=== Begin Enclosure ===
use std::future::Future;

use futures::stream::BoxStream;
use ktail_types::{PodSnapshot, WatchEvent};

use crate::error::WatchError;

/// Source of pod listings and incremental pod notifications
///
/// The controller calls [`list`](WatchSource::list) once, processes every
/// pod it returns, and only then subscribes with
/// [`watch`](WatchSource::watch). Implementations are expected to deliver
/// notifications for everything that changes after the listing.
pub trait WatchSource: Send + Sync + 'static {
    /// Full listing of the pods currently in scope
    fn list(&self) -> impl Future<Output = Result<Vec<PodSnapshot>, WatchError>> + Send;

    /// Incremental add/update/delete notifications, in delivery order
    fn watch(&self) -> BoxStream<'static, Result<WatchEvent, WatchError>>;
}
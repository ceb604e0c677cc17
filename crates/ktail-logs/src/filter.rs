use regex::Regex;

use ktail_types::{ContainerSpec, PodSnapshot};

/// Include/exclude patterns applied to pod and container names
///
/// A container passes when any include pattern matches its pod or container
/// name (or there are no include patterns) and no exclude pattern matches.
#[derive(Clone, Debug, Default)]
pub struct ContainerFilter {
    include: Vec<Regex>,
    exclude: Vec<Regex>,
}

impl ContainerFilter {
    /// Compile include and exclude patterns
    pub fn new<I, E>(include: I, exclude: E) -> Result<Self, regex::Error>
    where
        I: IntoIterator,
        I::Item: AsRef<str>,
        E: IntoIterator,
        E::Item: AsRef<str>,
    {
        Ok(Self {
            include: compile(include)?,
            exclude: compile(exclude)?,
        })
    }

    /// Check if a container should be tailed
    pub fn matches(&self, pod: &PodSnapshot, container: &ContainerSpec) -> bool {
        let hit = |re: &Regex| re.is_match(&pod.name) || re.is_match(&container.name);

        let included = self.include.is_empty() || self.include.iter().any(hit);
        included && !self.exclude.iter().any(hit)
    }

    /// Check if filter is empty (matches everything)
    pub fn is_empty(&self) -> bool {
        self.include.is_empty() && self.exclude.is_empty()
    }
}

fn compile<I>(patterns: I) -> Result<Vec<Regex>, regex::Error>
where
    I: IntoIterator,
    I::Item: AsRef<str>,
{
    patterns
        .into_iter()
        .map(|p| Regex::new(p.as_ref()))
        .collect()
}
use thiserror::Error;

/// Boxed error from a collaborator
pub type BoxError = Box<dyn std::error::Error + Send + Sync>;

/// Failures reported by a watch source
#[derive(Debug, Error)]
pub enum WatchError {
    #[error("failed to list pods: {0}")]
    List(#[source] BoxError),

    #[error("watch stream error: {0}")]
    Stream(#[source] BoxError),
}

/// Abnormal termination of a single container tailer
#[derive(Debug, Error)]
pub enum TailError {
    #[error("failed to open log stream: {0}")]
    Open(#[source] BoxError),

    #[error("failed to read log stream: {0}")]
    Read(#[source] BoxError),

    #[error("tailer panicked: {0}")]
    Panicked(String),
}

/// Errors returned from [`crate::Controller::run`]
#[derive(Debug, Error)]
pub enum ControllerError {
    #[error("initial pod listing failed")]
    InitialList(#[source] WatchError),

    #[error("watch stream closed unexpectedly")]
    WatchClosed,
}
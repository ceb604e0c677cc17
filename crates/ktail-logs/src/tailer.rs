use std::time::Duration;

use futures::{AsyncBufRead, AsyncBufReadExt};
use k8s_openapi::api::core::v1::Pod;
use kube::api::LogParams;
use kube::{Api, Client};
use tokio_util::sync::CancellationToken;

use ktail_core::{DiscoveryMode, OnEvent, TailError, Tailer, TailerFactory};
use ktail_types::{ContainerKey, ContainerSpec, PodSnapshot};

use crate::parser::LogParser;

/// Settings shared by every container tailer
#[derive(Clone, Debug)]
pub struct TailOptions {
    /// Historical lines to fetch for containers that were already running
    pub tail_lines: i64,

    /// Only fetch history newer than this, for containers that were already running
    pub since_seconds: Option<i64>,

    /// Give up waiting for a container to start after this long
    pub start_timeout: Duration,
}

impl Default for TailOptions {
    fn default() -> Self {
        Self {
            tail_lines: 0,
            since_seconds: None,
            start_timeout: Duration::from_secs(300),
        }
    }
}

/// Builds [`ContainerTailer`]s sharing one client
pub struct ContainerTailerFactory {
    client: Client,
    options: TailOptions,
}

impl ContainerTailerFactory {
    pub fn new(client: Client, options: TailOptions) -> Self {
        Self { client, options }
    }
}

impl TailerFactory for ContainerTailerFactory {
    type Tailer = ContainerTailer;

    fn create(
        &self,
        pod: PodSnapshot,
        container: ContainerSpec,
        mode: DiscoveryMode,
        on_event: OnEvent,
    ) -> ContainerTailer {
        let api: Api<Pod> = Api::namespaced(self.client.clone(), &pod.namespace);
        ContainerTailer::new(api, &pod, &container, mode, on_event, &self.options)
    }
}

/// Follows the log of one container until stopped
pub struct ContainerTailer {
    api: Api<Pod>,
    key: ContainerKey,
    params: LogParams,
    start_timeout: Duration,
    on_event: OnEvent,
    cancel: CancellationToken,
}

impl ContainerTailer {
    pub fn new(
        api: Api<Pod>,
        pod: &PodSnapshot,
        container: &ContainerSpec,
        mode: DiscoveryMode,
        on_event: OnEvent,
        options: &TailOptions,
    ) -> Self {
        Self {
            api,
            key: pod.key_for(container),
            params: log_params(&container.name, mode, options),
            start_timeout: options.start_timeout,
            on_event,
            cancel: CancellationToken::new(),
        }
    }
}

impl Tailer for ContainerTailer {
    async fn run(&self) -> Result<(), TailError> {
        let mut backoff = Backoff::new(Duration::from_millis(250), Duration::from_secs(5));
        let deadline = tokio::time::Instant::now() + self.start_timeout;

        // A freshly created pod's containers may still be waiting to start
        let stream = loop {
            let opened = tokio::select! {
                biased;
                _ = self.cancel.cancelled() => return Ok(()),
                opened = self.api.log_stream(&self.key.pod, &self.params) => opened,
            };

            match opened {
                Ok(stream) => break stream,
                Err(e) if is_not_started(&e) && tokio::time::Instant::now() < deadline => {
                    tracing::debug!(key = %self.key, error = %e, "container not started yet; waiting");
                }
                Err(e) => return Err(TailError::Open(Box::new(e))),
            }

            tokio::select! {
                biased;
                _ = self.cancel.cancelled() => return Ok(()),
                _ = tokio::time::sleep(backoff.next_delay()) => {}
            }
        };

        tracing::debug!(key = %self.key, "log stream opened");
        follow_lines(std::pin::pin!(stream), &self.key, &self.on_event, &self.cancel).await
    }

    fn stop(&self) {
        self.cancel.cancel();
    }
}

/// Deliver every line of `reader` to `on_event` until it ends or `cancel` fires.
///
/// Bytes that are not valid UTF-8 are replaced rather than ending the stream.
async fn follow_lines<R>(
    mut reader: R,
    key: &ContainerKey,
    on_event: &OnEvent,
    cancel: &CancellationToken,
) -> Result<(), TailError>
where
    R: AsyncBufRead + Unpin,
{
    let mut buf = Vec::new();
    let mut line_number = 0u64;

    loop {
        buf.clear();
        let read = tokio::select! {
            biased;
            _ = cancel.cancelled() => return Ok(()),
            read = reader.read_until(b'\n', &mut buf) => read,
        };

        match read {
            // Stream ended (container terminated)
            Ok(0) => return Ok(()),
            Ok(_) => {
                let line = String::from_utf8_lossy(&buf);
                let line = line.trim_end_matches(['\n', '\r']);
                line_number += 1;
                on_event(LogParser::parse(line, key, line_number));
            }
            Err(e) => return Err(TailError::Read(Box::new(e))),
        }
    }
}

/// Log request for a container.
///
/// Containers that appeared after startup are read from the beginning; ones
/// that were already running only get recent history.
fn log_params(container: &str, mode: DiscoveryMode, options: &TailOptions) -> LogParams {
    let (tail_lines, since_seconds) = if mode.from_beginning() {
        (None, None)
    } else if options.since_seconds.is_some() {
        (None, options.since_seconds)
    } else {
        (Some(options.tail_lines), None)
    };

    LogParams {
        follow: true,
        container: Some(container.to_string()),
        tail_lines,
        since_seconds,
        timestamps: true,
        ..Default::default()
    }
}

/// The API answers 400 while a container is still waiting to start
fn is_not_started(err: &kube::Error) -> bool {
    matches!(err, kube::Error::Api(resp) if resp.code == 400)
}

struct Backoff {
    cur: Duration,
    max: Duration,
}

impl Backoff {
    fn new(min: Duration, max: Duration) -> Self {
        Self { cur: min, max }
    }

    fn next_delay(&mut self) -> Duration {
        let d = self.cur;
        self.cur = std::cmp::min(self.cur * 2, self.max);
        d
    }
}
=== End Enclosure ===
About this exercise: When a line in the listing includes the word "AsyncBufRead", report that line in full.

Solved exercise:
use futures::{AsyncBufRead, AsyncBufReadExt};
    R: AsyncBufRead + Unpin,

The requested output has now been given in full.